[Task to complete] Where the word "derive" appears in a line of the entries below, count that line and give the total alone.

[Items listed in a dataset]
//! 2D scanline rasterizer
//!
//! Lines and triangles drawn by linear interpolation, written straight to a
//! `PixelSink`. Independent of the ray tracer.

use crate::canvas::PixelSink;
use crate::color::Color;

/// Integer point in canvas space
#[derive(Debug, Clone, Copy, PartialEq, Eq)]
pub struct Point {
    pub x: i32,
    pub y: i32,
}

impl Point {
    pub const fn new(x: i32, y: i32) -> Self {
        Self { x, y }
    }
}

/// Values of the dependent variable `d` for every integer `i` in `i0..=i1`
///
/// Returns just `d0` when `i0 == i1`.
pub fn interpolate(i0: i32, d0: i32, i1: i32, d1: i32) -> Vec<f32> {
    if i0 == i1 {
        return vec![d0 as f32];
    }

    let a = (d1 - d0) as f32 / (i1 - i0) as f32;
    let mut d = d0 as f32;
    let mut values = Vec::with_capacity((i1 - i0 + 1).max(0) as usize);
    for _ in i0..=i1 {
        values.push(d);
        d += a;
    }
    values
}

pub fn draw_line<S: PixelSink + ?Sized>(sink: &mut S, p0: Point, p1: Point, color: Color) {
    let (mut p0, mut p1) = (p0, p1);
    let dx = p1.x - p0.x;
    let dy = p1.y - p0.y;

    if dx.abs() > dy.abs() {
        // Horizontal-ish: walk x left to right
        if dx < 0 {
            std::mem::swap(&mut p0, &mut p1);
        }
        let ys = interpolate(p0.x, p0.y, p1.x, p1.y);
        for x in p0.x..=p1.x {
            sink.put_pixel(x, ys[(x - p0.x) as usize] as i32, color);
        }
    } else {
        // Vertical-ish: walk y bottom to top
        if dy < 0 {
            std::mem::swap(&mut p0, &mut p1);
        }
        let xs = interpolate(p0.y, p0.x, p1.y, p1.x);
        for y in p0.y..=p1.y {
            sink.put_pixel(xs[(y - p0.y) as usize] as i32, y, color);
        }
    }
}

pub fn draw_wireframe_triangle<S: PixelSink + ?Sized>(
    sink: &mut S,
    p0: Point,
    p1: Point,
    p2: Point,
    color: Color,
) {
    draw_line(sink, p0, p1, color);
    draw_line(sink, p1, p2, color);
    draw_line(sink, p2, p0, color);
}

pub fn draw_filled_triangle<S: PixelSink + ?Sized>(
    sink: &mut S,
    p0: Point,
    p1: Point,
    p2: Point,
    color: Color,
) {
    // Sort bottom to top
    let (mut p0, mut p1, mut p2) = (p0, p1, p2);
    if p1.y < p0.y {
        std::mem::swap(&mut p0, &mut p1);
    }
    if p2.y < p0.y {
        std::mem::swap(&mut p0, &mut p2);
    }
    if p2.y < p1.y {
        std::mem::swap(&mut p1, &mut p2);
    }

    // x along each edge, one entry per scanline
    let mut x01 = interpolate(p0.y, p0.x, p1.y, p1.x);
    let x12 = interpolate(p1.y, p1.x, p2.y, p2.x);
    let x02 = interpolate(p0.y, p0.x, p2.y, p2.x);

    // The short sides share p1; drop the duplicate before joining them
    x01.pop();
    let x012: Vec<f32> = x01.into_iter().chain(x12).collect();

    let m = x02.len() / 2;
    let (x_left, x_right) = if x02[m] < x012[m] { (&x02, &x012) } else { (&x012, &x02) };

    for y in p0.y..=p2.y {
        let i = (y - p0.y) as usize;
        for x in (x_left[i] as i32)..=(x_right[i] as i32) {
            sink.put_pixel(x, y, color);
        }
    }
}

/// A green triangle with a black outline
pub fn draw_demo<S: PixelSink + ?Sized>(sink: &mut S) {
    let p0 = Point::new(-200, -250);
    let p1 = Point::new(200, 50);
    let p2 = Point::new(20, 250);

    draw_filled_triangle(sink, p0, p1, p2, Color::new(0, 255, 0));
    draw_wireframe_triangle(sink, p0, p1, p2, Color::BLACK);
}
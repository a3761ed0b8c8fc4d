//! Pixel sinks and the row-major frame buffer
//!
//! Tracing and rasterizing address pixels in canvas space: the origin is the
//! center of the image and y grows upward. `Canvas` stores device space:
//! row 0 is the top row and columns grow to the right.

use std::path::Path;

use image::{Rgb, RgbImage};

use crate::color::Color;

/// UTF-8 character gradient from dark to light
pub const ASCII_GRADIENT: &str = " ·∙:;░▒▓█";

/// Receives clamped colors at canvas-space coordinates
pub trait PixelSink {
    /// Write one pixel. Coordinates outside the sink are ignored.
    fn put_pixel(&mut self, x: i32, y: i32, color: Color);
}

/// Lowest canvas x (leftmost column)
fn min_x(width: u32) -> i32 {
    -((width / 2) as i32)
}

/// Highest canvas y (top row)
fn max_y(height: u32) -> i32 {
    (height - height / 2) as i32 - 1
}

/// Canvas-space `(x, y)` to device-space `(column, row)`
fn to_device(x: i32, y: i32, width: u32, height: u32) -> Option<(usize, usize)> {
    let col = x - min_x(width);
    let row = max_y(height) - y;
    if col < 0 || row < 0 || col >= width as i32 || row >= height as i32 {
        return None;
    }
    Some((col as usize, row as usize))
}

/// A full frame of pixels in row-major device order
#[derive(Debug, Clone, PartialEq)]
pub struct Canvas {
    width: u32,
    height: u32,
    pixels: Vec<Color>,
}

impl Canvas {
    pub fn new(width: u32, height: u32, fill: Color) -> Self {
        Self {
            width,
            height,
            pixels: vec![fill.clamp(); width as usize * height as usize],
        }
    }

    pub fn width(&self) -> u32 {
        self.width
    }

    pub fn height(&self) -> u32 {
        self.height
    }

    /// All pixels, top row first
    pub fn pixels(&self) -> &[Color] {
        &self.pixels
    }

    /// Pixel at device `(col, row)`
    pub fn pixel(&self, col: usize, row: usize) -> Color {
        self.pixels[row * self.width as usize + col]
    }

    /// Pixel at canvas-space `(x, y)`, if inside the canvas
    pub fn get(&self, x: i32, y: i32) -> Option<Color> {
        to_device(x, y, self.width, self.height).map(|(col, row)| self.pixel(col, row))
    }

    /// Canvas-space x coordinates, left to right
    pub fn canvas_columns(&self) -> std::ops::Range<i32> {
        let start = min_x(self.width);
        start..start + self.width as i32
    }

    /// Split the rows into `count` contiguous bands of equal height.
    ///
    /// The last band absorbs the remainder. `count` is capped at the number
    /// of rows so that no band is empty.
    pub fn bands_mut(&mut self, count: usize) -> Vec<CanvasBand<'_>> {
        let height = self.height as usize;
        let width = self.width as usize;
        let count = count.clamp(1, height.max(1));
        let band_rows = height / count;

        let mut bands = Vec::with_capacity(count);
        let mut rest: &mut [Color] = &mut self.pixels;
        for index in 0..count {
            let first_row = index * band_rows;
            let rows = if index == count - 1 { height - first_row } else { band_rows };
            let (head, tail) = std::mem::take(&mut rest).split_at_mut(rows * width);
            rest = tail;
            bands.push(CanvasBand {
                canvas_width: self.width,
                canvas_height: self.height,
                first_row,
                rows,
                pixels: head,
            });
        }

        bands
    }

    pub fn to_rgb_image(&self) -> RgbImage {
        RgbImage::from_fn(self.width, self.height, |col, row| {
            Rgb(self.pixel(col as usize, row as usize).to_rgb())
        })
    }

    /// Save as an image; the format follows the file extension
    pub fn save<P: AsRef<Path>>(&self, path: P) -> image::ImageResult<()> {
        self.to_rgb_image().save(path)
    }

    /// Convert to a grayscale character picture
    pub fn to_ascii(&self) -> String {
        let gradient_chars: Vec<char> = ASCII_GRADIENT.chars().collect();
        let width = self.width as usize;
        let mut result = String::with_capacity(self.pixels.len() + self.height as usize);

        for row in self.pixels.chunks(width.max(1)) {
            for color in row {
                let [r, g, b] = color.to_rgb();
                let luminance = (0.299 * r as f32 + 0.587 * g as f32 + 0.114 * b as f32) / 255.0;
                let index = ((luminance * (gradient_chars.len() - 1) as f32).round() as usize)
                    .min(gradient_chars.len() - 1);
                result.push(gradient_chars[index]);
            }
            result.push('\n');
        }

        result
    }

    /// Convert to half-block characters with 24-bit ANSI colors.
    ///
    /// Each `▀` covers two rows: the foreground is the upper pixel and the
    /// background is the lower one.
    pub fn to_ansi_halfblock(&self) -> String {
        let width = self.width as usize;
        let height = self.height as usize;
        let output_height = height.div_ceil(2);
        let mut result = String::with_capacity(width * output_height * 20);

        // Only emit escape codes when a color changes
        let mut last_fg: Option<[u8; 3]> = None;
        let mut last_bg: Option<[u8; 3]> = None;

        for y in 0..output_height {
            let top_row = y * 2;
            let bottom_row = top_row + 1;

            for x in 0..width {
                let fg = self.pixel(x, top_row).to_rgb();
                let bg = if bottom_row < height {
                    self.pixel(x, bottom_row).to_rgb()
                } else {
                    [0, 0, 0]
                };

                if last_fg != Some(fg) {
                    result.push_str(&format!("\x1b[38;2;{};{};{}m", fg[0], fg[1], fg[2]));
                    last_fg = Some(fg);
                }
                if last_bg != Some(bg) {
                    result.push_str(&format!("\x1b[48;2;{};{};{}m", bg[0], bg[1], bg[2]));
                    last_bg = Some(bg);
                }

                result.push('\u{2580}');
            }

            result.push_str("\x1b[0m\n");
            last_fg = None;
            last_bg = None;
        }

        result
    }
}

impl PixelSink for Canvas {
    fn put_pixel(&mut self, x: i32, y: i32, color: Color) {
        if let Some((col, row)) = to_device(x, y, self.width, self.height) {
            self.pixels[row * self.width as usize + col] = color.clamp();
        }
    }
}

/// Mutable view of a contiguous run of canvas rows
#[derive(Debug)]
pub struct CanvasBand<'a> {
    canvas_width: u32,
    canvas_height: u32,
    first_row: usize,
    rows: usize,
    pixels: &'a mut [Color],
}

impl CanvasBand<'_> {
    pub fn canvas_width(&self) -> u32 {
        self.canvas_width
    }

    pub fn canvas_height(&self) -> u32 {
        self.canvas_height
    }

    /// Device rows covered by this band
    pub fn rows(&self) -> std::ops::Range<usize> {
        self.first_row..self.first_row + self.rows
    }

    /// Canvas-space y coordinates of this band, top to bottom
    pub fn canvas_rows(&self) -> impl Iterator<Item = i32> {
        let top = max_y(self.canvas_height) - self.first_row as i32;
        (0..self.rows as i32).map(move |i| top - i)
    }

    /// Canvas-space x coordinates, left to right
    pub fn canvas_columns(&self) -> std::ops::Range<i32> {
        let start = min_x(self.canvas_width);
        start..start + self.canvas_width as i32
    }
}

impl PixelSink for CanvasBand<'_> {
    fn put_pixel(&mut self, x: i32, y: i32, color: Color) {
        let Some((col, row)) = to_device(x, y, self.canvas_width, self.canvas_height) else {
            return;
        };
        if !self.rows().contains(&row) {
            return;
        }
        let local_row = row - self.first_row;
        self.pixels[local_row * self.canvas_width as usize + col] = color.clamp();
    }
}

[Solution to this task] 3